Oh boy. Okay, so when your specific home signal is "sent out" downstream to your home through the fibre network from Telus, it is encoded as its own individual frequency of light. This is similar to, as I said, how radio stations occupy different frequencies in the same airspace. In the same way that colours of light can be combinations of different light frequencies, this is how a fibre sends so many independent frequencies down the same lines. These fibre cables have PLENTY of individual fibres, all carrying multiple frequencies.
However, unless if you have the decryption tools needed to "tune in" to a specific frequency, you can't read it. This means that you effectively have your own dedicated fibre route to and from the main Telus routing stations with lightspeed connectivity, and no one else's datastreams interfere with yours for near perfect signal integrity.

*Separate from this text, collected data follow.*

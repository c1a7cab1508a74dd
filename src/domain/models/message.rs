//! Request and response types exchanged with the model gateway.
//!
//! These are provider-neutral: a backend adapter translates them to and from
//! whatever wire format its upstream speaks.

use serde::{Deserialize, Serialize};
use serde_json::Value;

/// Role of a conversation message.
#[derive(Debug, Clone, Copy, PartialEq, Eq, Hash, Serialize, Deserialize)]
#[serde(rename_all = "lowercase")]
pub enum Role {
    System,
    User,
    Assistant,
    Tool,
}

impl Role {
    pub fn as_str(&self) -> &'static str {
        match self {
            Self::System => "system",
            Self::User => "user",
            Self::Assistant => "assistant",
            Self::Tool => "tool",
        }
    }
}

/// A tool invocation requested by the model.
#[derive(Debug, Clone, PartialEq, Serialize, Deserialize)]
pub struct ToolCall {
    pub id: String,
    pub name: String,
    #[serde(default)]
    pub arguments: Value,
}

impl ToolCall {
    pub fn new(id: impl Into<String>, name: impl Into<String>, arguments: Value) -> Self {
        Self {
            id: id.into(),
            name: name.into(),
            arguments,
        }
    }
}

/// A single message in a conversation.
#[derive(Debug, Clone, PartialEq, Serialize, Deserialize)]
pub struct ChatMessage {
    pub role: Role,
    pub content: String,
    #[serde(default, skip_serializing_if = "Vec::is_empty")]
    pub tool_calls: Vec<ToolCall>,
    #[serde(default, skip_serializing_if = "Option::is_none")]
    pub tool_call_id: Option<String>,
    #[serde(default, skip_serializing_if = "std::ops::Not::not")]
    pub is_error: bool,
}

impl ChatMessage {
    fn plain(role: Role, content: impl Into<String>) -> Self {
        Self {
            role,
            content: content.into(),
            tool_calls: Vec::new(),
            tool_call_id: None,
            is_error: false,
        }
    }

    pub fn system(content: impl Into<String>) -> Self {
        Self::plain(Role::System, content)
    }

    pub fn user(content: impl Into<String>) -> Self {
        Self::plain(Role::User, content)
    }

    pub fn assistant(content: impl Into<String>, tool_calls: Vec<ToolCall>) -> Self {
        Self {
            tool_calls,
            ..Self::plain(Role::Assistant, content)
        }
    }

    pub fn tool_result(call_id: impl Into<String>, content: impl Into<String>, is_error: bool) -> Self {
        Self {
            tool_call_id: Some(call_id.into()),
            is_error,
            ..Self::plain(Role::Tool, content)
        }
    }
}

/// Tool definition advertised to the model.
#[derive(Debug, Clone, PartialEq, Serialize, Deserialize)]
pub struct ToolSchema {
    pub name: String,
    pub description: String,
    pub input_schema: Value,
}

/// Optional sampling parameters.
#[derive(Debug, Clone, Default, PartialEq, Serialize, Deserialize)]
pub struct SamplingParams {
    #[serde(default, skip_serializing_if = "Option::is_none")]
    pub temperature: Option<f32>,
    #[serde(default, skip_serializing_if = "Option::is_none")]
    pub max_tokens: Option<u32>,
    #[serde(default, skip_serializing_if = "Option::is_none")]
    pub top_p: Option<f32>,
}

/// Request sent through the gateway.
#[derive(Debug, Clone, PartialEq, Serialize, Deserialize)]
pub struct ModelRequest {
    pub model: String,
    pub messages: Vec<ChatMessage>,
    #[serde(default, skip_serializing_if = "Vec::is_empty")]
    pub tools: Vec<ToolSchema>,
    #[serde(default)]
    pub sampling: SamplingParams,
}

impl ModelRequest {
    pub fn new(model: impl Into<String>, messages: Vec<ChatMessage>) -> Self {
        Self {
            model: model.into(),
            messages,
            tools: Vec::new(),
            sampling: SamplingParams::default(),
        }
    }

    pub fn with_tools(mut self, tools: Vec<ToolSchema>) -> Self {
        self.tools = tools;
        self
    }

    pub fn with_sampling(mut self, sampling: SamplingParams) -> Self {
        self.sampling = sampling;
        self
    }
}

/// Token usage reported for one response.
#[derive(Debug, Clone, Copy, Default, PartialEq, Eq, Serialize, Deserialize)]
pub struct Usage {
    pub input_tokens: u64,
    pub output_tokens: u64,
    #[serde(default)]
    pub cache_read_tokens: u64,
    #[serde(default)]
    pub cache_write_tokens: u64,
}

/// Full response returned by the gateway.
#[derive(Debug, Clone, Default, PartialEq, Serialize, Deserialize)]
pub struct ModelResponse {
    pub content: String,
    #[serde(default)]
    pub tool_calls: Vec<ToolCall>,
    #[serde(default)]
    pub usage: Usage,
    /// Cost in USD. Zero means "not reported"; the gateway estimates it.
    #[serde(default)]
    pub cost: f64,
    /// Served from the gateway cache; `cost` was already paid by the original call.
    #[serde(default, skip_serializing_if = "std::ops::Not::not")]
    pub cached: bool,
}

impl ModelResponse {
    /// A plain text response.
    pub fn text(content: impl Into<String>) -> Self {
        Self {
            content: content.into(),
            ..Default::default()
        }
    }

    /// A response requesting tool calls.
    pub fn tool_calls(calls: Vec<ToolCall>) -> Self {
        Self {
            tool_calls: calls,
            ..Default::default()
        }
    }

    pub fn with_usage(mut self, usage: Usage) -> Self {
        self.usage = usage;
        self
    }

    pub fn with_cost(mut self, cost: f64) -> Self {
        self.cost = cost;
        self
    }

    pub fn has_tool_calls(&self) -> bool {
        !self.tool_calls.is_empty()
    }

    /// Spend this response adds to a budget. Zero for cache hits.
    pub fn billable_cost(&self) -> f64 {
        if self.cached {
            0.0
        } else {
            self.cost
        }
    }
}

Shaw is mostly like this. Until the fibre ends. The propagation of electrical current down wire is approximately 90% of the speed of light traveling through the fibre medium, and gets heavily degraded by RF interference unlike a signal down an optical fibre does. While modern hardware is used to accounting for data integrity loss and can check the integrity of a file automatically between the source and destination, this back and forth verification needs to happen more often on coaxial routes. Integrity verification over coaxial occurs slower due to the speed of current in a wire, all the while taking up precious bandwidth which the coaxial already has less of than a fibre.
So just to summarize, a fibre cable carries exponentially more bandwidth (even if that bandwidth isn't used now, demand always catches up with supply) with noticeably lower latency and potential for data loss. Once installed, the network also requires less cost to maintain due to less cost involved in maintaining signal integrity (on average, fibre cables can maintain data integrity without boosting for 500m versus coaxial only being able to do so for around 100m) and physically less energy required to transmit data through the network. Shaw is not the enemy, but if you have fibre to the home for the same price or cheaper, it is absolutely a better deal and a better technology.
PS: modern shielded fibre cables are also rated for higher durability in homes and in outdoor conditions, buried or otherwise. So YES, there are many condominium buildings and apartment buildings running fibre lines directly into each unit from the junction stations due to the inherent issues of coaxial, both as new buildings and as renovations. Several buildings from the 1910s in my area have been retrofitted for each unit. These property managers can see the writing on the wall and want to show that their assets are future-proof, why doesn't Shaw?
@JuuliusWheezer -- modern shielded fibre cables are also rated for higher durability in homes
And yet, I got a cell-phone cell from a very-senior friend, who had a total loss of connectivity on her Telus Fiber Optik system -- phone/TV/Internet.
The problem was that the fiber-optic cable terminated at a Telus box under her L-shaped computer-table, and she accidentally tangled her foot into the fiber-optic cable, moved her foot, and broke the "last inch" of the cable away from the Telus box. Ouch!
That was not a "durable" connection in her home.
The Telus technician arrived later the same day, to reconnect.
This is so on point, I decided to comment.
Shaw has a long way to go with the quality of their internet and should work on that. If Shaw wants to compete with Telus' pricing, they should also compete with Internet speed and uptime.
In summary, if you have used Telus before, you would be frustrated by Shaw. One might choose to stay because of the cheaper pricing, but as soon as it becomes the same or even more expensive, There is simply no point staying put.